Toward the end of the century conservative ministers associated with the great evangelist Dwight Moody formed Bible societies to defend the traditional religion against what they saw as the apostasy of the modernists. Taking from the Princeton seminary the idea that every word of the Bible was “inerrant,” or absolutely and literally true, and from John Nelson Darby, the English sectarian, the prophecy that civilization was in an inevitable decline and was heading toward the great battle of Armageddon in which Christ would return to restore His kingdom in Jerusalem, they fashioned an essentially new religious amalgam that eventually became known as fundamentalism.

The fundamentalist-modernist conflict that erupted after World War I took place among the Baptists and Presbyterians but affected all Protestant denominations and profoundly marked the fundamentalists, who lost and had to leave their denominations.
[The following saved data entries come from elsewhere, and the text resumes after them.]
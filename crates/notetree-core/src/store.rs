//! The tree state store: snapshot, expansion and selection.

use std::collections::HashSet;

use compact_str::CompactString;

use crate::error::TreeError;
use crate::node::{Node, NodeKey, TreeNode};
use crate::tree::{Detached, Location, NoteTree};

/// Progress of the remote tree fetch.
#[derive(Debug, Clone, PartialEq, Eq, Default)]
pub enum LoadState {
    /// Nothing loaded yet.
    #[default]
    Loading,
    /// A snapshot is available.
    Ready,
    /// The fetch failed; no tree is shown.
    Failed(String),
}

/// Single owner of the explorer's tree state.
///
/// All mutation goes through these methods so the tree invariants hold in
/// one place. Rejected operations return an error and change nothing.
#[derive(Debug, Default)]
pub struct TreeStore {
    tree: NoteTree,
    expanded: HashSet<NodeKey>,
    selected: Option<NodeKey>,
    load_state: LoadState,
}

impl TreeStore {
    /// Create an empty store in the loading state.
    pub fn new() -> Self {
        Self::default()
    }

    /// Current snapshot.
    pub fn tree(&self) -> &NoteTree {
        &self.tree
    }

    /// Look up a node by key.
    pub fn node(&self, key: &NodeKey) -> Option<&Node> {
        self.tree.get(key)
    }

    /// Progress of the initial fetch.
    pub fn load_state(&self) -> &LoadState {
        &self.load_state
    }

    /// Replace the snapshot.
    ///
    /// Expansion and selection are kept by key, so directories stay open
    /// across refetches. A malformed snapshot leaves the previous one in place.
    pub fn load(&mut self, nodes: Vec<TreeNode>) -> Result<(), TreeError> {
        let tree = NoteTree::from_nodes(nodes)?;
        tracing::debug!(target: "store", nodes = tree.len(), "tree loaded");
        self.tree = tree;
        self.load_state = LoadState::Ready;
        Ok(())
    }

    /// Record a failed fetch. No partial tree is kept.
    pub fn fail_load(&mut self, message: impl Into<String>) {
        let message = message.into();
        tracing::warn!(target: "store", %message, "tree load failed");
        self.tree = NoteTree::new();
        self.load_state = LoadState::Failed(message);
    }

    /// Set the selected key. The key is not validated.
    pub fn select(&mut self, key: Option<NodeKey>) {
        self.selected = key;
    }

    /// Clear the selection.
    pub fn deselect(&mut self) {
        self.selected = None;
    }

    /// The selected key, if it still exists in the tree.
    pub fn selected(&self) -> Option<&NodeKey> {
        self.selected.as_ref().filter(|key| self.tree.contains(key))
    }

    /// Check if a node is the current selection.
    pub fn is_selected(&self, key: &NodeKey) -> bool {
        self.selected() == Some(key)
    }

    /// Check if a directory is shown open.
    pub fn is_expanded(&self, key: &NodeKey) -> bool {
        self.expanded.contains(key)
    }

    /// Keys currently marked open, including orphans not yet pruned.
    pub fn expanded_keys(&self) -> impl Iterator<Item = &NodeKey> {
        self.expanded.iter()
    }

    /// Flip a directory open or closed.
    ///
    /// Notes and unknown keys are left alone. Returns the resulting state.
    pub fn toggle_expansion(&mut self, key: &NodeKey) -> bool {
        if !self.tree.get(key).is_some_and(Node::is_directory) {
            return false;
        }
        if !self.expanded.remove(key) {
            self.expanded.insert(key.clone());
        }
        self.is_expanded(key)
    }

    /// Open or close a directory explicitly.
    pub fn set_expanded(&mut self, key: &NodeKey, expanded: bool) {
        if !expanded {
            self.expanded.remove(key);
        } else if self.tree.get(key).is_some_and(Node::is_directory) {
            self.expanded.insert(key.clone());
        }
    }

    /// Drop expanded keys whose directories no longer exist.
    pub fn prune_expanded(&mut self) -> usize {
        let before = self.expanded.len();
        let tree = &self.tree;
        self.expanded.retain(|key| tree.contains(key));
        before - self.expanded.len()
    }

    /// Move a node and its subtree to the end of `new_parent`'s children.
    ///
    /// Rejected when the node is already there, when the target is the node
    /// itself or one of its descendants, or when the target is not a
    /// directory. Returns where the node used to be.
    pub fn move_node(
        &mut self,
        key: &NodeKey,
        new_parent: Option<&NodeKey>,
    ) -> Result<Location, TreeError> {
        match self.tree.relocate(key, new_parent) {
            Ok(previous) => {
                tracing::debug!(target: "store", %key, to = ?new_parent, "node moved");
                Ok(previous)
            }
            Err(err) => {
                tracing::debug!(target: "store", %key, error = %err, "move rejected");
                Err(err)
            }
        }
    }

    /// Put a node back at an exact location. Used to undo a move.
    pub fn restore_location(&mut self, key: &NodeKey, location: &Location) -> Result<(), TreeError> {
        self.tree
            .relocate_to(key, location.parent.as_ref(), location.index)
            .map(|_| ())
    }

    /// Add a node (and any nested children) under its parent.
    pub fn insert(&mut self, node: TreeNode) -> Result<(), TreeError> {
        self.tree.insert(node)
    }

    /// Add a node at a given index under its parent.
    pub fn insert_at(&mut self, node: TreeNode, index: usize) -> Result<(), TreeError> {
        self.tree.insert_at(node, index)
    }

    /// Remove a node and its subtree.
    ///
    /// Clears the selection if it pointed anywhere inside the subtree.
    pub fn remove(&mut self, key: &NodeKey) -> Result<Detached, TreeError> {
        let detached = self.tree.remove(key)?;
        if let Some(selected) = &self.selected {
            if detached.keys().any(|k| k == selected) {
                self.selected = None;
            }
        }
        tracing::debug!(target: "store", %key, removed = detached.node.subtree_len(), "node removed");
        Ok(detached)
    }

    /// Change a node's label. Names are not validated; only keys are unique.
    pub fn rename(
        &mut self,
        key: &NodeKey,
        name: impl Into<CompactString>,
    ) -> Result<CompactString, TreeError> {
        self.tree.rename(key, name)
    }
}

#[cfg(test)]
mod tests {
    use super::*;

    fn key(k: &str) -> NodeKey {
        NodeKey::new(k)
    }

    fn loaded() -> TreeStore {
        let mut store = TreeStore::new();
        store
            .load(vec![
                TreeNode::directory("d1", "A", None).with_child(TreeNode::note("n1", "x", None)),
            ])
            .unwrap();
        store
    }

    #[test]
    fn test_new_store_is_loading() {
        let store = TreeStore::new();
        assert_eq!(store.load_state(), &LoadState::Loading);
        assert!(store.tree().is_empty());
    }

    #[test]
    fn test_toggle_expansion() {
        let mut store = loaded();
        assert!(store.toggle_expansion(&key("d1")));
        assert!(store.is_expanded(&key("d1")));
        assert!(!store.toggle_expansion(&key("d1")));
        assert!(!store.is_expanded(&key("d1")));
    }

    #[test]
    fn test_toggle_note_is_noop() {
        let mut store = loaded();
        assert!(!store.toggle_expansion(&key("n1")));
        assert!(!store.is_expanded(&key("n1")));
        assert!(!store.toggle_expansion(&key("ghost")));
    }

    #[test]
    fn test_selection_self_heals() {
        let mut store = loaded();
        store.select(Some(key("ghost")));
        assert!(store.selected().is_none());
        assert!(!store.is_selected(&key("ghost")));

        store.select(Some(key("n1")));
        assert!(store.is_selected(&key("n1")));
        store.deselect();
        assert!(store.selected().is_none());
    }

    #[test]
    fn test_fail_load_clears_tree() {
        let mut store = loaded();
        store.fail_load("boom");
        assert!(store.tree().is_empty());
        assert_eq!(store.load_state(), &LoadState::Failed("boom".into()));
    }

    #[test]
    fn test_bad_load_keeps_previous_tree() {
        let mut store = loaded();
        let err = store
            .load(vec![TreeNode::note("a", "1", None), TreeNode::note("a", "2", None)])
            .unwrap_err();
        assert!(matches!(err, TreeError::DuplicateKey { .. }));
        assert!(store.node(&key("d1")).is_some());
    }

    #[test]
    fn test_prune_expanded() {
        let mut store = loaded();
        store.set_expanded(&key("d1"), true);
        store.remove(&key("d1")).unwrap();
        assert!(store.is_expanded(&key("d1")));
        assert_eq!(store.prune_expanded(), 1);
        assert!(!store.is_expanded(&key("d1")));
    }

    #[test]
    fn test_set_expanded_ignores_notes() {
        let mut store = loaded();
        store.set_expanded(&key("n1"), true);
        assert!(!store.is_expanded(&key("n1")));
    }
}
After the Scopes trial in which the great lawyer Clarence Darrow defeated William Jennings Bryan in a rhetorical battle over evolution, most informed people thought fundamentalism dead. To the contrary, it grew mightily in the North, through the work of separatist pastors, radio preachers, and tent revivalists, who preached to rural Americans and to those who migrated to the fast-industrializing cities in the 1920s, ’30s, and ’40s.

After World War II, when Americans poured into churches and synagogues, Billy Graham, then a fundamentalist, attracted enormous crowds to his revivals. In the 1950s he became a celebrity, well known in Washington, and a confidant of important men such as the oil baron Sid Richardson and Richard Nixon. His preaching evolved, and in the hope of bringing all Protestants into his big tent, he broke with the fundamentalists, and called himself an “evangelical.” The term, which had gone out of use, he and fellow moderates defined as a conservative Protestant who had been “born again.” For many years not all conservative Protestants used it, but eventually the term stuck in part because pollsters, journalists, and academics used it in order to describe the confusing set of conservative denominations and independent churches. Fundamentalists then became a subset of evangelicals, and most of them were separatists who had left their denominations.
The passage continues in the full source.